Despite growing up in the 1970s, The Second World War loomed large in my childhood. Probably due to a mixture of factors but mainly because the children who had grown up in its shadow were now the adults in charge. Television output seemed mainly to consist of afternoon repeats of black and white acts of heroism such as The Longest Day, The Dambusters and Ice Cold In Alex. their influence on the seemingly endless free time we had back then cannot be underestimated. My parents ran a village pub in Suffolk and so, between the hours of 11 and 3 and then from 6 until bedtime, my brother and I were free to do as we pleased. Activities usually centred on tree climbing, den building and war games. We had access to a formidable arsenal of toy weaponry and would take great delight during these unsupervised hours in pretending to massacre the pub’s clientele. Sporting our plastic tin helmets and armed with authentic looking cap guns we imagined ourselves comic strip heroes from Victor or Commando. The pillbox left over from Second World War in the paddock behind the beer garden lent some authenticity to the proceedings. For a time I was convinced my father had won the war all on his own. I have a distinct memory of my five year old self looking up at Dad and visualizing him engaging in brutal hand to hand combat with Adolf Hitler against the background of a bombed out city, eventually dispatching the Nazi leader with a Gurkha knife. In reality my father was eleven years old at the time of Hitler’s suicide and living in Colchester while his father remained in London.

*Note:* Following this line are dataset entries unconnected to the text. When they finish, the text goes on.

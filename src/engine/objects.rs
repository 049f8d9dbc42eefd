//! Object (sprite) projection and ordering.
//!
//! Every visible object becomes one [`ObjectRun`]. Runs are sorted
//! near-first and spread into per-column pending lists; the wall walk then
//! places each one into the column band that was open just before the
//! first wall behind it was drawn.

use log::debug;

use crate::{
    engine::{
        engine::FramePass,
        frame::{NIL, ObjectRun, PendingObject},
        shade::{MAX_SHADE, determine_shade},
        view::View,
    },
    math::{ANGLE_45, ANGLE_180, HALF_UNIT, ceil_row, point_to_angle},
    renderer::Opacity,
    world::{BodyPiece, ObjectAttributes, ObjectId, SceneObject},
};

/// Objects closer than this are not drawn, 16.16.
pub const MIN_OBJECT_DEPTH: i64 = 4 << 16;

/// Depth spacing between ranks of a piecewise body.
pub const PIECE_BIAS: i64 = 1 << 10;

/// How much nearer than its parent a plain chained object sorts.
pub const CHAIN_BIAS: i64 = 1 << 8;

/// Longest chain followed from one root.
pub const MAX_CHAIN_DEPTH: usize = 8;

/// Draw rank of each [`BodyPiece`] per view quadrant; higher ranks sort
/// nearer. Quadrants: 0 front, 1 right side visible, 2 back, 3 left side
/// visible.
pub const PIECE_ORDER: [[u8; BodyPiece::COUNT]; 4] = [
    // Legs Chest Head LArm RArm Weapon Shield
    [1, 2, 3, 4, 4, 5, 5],
    [1, 2, 3, 0, 4, 5, 0],
    [2, 3, 4, 1, 1, 0, 0],
    [1, 2, 3, 4, 0, 0, 5],
];

/// Which side of `obj` the camera sees, as a [`PIECE_ORDER`] row.
pub fn view_quadrant(view: &View, obj: &SceneObject) -> usize {
    let to_object = point_to_angle(obj.x.wrapping_sub(view.x), obj.y.wrapping_sub(view.y));
    let towards_camera = to_object.wrapping_add(ANGLE_180);
    (obj.angle.wrapping_sub(towards_camera).wrapping_add(ANGLE_45) >> 14) as usize
}

/// Sort-depth shared by a chain as it is followed.
#[derive(Clone, Copy)]
struct ChainKey {
    root_depth: i64,
    quadrant: Option<usize>,
}

impl ChainKey {
    fn depth(&self, parent_depth: i64, piece: Option<BodyPiece>) -> i64 {
        match (self.quadrant, piece) {
            (Some(q), Some(p)) => self.root_depth - PIECE_ORDER[q][p.index()] as i64 * PIECE_BIAS,
            _ => parent_depth - CHAIN_BIAS,
        }
    }
}

impl FramePass<'_> {
    /// Project, order and spread every visible object.
    pub fn collect_objects(&mut self) {
        let objects = self.objects;
        for (id, obj) in objects.iter() {
            if obj
                .attributes
                .intersects(ObjectAttributes::INVISIBLE | ObjectAttributes::BODY_PART)
            {
                continue;
            }
            if !self.potentially_visible(obj) {
                continue;
            }
            let Some(mut run) = self.project_object(id, obj) else {
                continue;
            };
            let key = ChainKey {
                root_depth: run.view_depth,
                quadrant: obj
                    .attributes
                    .contains(ObjectAttributes::PIECEWISE)
                    .then(|| view_quadrant(self.view, obj)),
            };
            if key.quadrant.is_some() {
                run.depth = key.depth(run.view_depth, obj.piece);
            }
            let depth = run.depth;
            self.frame.objects.push(run);
            self.pull_chain(obj.chained, depth, key, 1);
        }

        self.frame
            .objects
            .as_mut_slice()
            .sort_by(|a, b| a.depth.cmp(&b.depth).then(a.type_id.cmp(&b.type_id)));
        self.frame.stats.objects_visible = self.frame.objects.len();

        // Farthest first, pushing to the front, leaves lists near-first.
        for index in (0..self.frame.objects.len() as u32).rev() {
            let (x_start, x_end) = {
                let run = &self.frame.objects[index];
                (run.x_start, run.x_end)
            };
            for x in x_start..x_end {
                let col = x as usize;
                let pending = PendingObject {
                    run: index,
                    next: self.frame.pending_heads[col],
                };
                if let Some(i) = self.frame.pending.push(pending) {
                    self.frame.pending_heads[col] = i;
                }
            }
        }
    }

    /// Chained objects follow their parent regardless of their own flags,
    /// except `INVISIBLE`.
    fn pull_chain(
        &mut self,
        next: Option<ObjectId>,
        parent_depth: i64,
        key: ChainKey,
        hops: usize,
    ) {
        let Some(id) = next else {
            return;
        };
        if hops > MAX_CHAIN_DEPTH {
            debug!("object chain through {id} longer than {MAX_CHAIN_DEPTH}; cut");
            return;
        }
        let objects = self.objects;
        let Some(obj) = objects.get(id) else {
            return;
        };
        let depth = key.depth(parent_depth, obj.piece);
        if !obj.attributes.contains(ObjectAttributes::INVISIBLE) {
            if let Some(mut run) = self.project_object(id, obj) {
                run.depth = depth;
                self.frame.objects.push(run);
            }
        }
        self.pull_chain(obj.chained, depth, key, hops + 1);
    }

    /// Can any sector the object touches be seen from the camera's?
    fn potentially_visible(&self, obj: &SceneObject) -> bool {
        let level = self.level;
        let Some(from) = self.view.sector else {
            return true;
        };
        if obj.sectors.is_empty() {
            return level
                .sector_at(obj.x, obj.y)
                .is_none_or(|to| !level.reject.is_rejected(from, to));
        }
        obj.sectors
            .iter()
            .any(|&to| !level.reject.is_rejected(from, to))
    }

    /// Screen box and texture mapping of one object.
    pub fn project_object(&self, id: ObjectId, obj: &SceneObject) -> Option<ObjectRun> {
        let view = self.view;
        let (depth, lateral) = view.to_view(obj.x, obj.y);
        if depth < MIN_OBJECT_DEPTH {
            return None;
        }
        let pic = self.bank.texture(obj.picture).ok()?;
        if pic.is_sky() {
            return None;
        }

        let half_width = (pic.width as i64) << 15;
        let sx1 = view.screen_x(depth, lateral + half_width);
        let sx2 = view.screen_x(depth, lateral - half_width);
        let x_start = ceil_row(sx1).max(view.clip_left);
        let x_end = ceil_row(sx2).min(view.clip_right);
        if x_start >= x_end {
            return None;
        }

        let home = obj
            .sectors
            .first()
            .copied()
            .or_else(|| self.level.sector_at(obj.x, obj.y))
            .and_then(|s| self.level.sectors.get(s as usize));

        let scale = view.scale(depth);
        let y_top = view.screen_y(obj.z + ((pic.height as i32) << 16), scale);
        let y_base = view.screen_y(obj.z, scale);
        // Sunk into the floor: the floor line hides the rest.
        let y_bottom = match home {
            Some(sector) if obj.z < sector.floor => view.screen_y(sector.floor, scale),
            _ => y_base,
        };
        let top = ceil_row(y_top).max(0);
        let bottom = ceil_row(y_bottom).min(view.height as i32);
        if top >= bottom {
            return None;
        }

        let u_step = view.pixel_step(depth);
        let u_start = ((((x_start as i64) << 16) + HALF_UNIT as i64 - sx1) * u_step) >> 16;
        let v_step = ((pic.height as i64) << 32) / (y_base - y_top).max(1);
        let v_start = ((((top as i64) << 16) + HALF_UNIT as i64 - y_top) * v_step) >> 16;

        let shade = if obj.attributes.contains(ObjectAttributes::NO_SHADING) {
            MAX_SHADE
        } else {
            let light = home.map_or(255, |s| s.light);
            determine_shade((depth >> 16) as i32, light, &self.shade)
        };
        let opacity = if obj.attributes.contains(ObjectAttributes::TRANSLUCENT) {
            Opacity::Translucent
        } else {
            Opacity::Transparent
        };

        Some(ObjectRun {
            object: id,
            type_id: obj.type_id,
            depth,
            view_depth: depth,
            x_start,
            x_end,
            top,
            bottom,
            picture: obj.picture,
            colorize: obj.colorize,
            u_start,
            u_step,
            v_start,
            v_step,
            shade,
            opacity,
        })
    }

    /// Columns never reached by a wall get their remaining objects with
    /// the final open band.
    pub fn place_remaining_objects(&mut self) {
        for x in 0..self.frame.width() {
            if self.frame.occluded[x] || self.frame.pending_heads[x] == NIL {
                continue;
            }
            self.frame.splice_objects(x, None);
        }
    }
}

I’d always wondered what my lovely grandad, Bill Stewart, did during the war. I know what his father Bob was up to – passing secrets to the Soviets. There were some rumours that in the years before Germany invaded Poland that Bill had helped smuggle people out of mainland Europe to safety but unfortunately I’ve so far not been able to find any concrete evidence to support this. I used to wonder why he had never joined up when everyone else around me seemed to have a grandparent in the Army, Navy or Air Force. This was answered a couple of years ago when I read his files at the National Archives in Kew. He’d been prevented from joining up due to his communist views and his close links to the Soviet Embassy. It was Civil Defence for Comrade Stewart. I’m quite interested in British communists’ experience of 1939-1945 and it’s something I might return to later. In the meantime here’s some images showing my grandad’s involvement in the Home Front.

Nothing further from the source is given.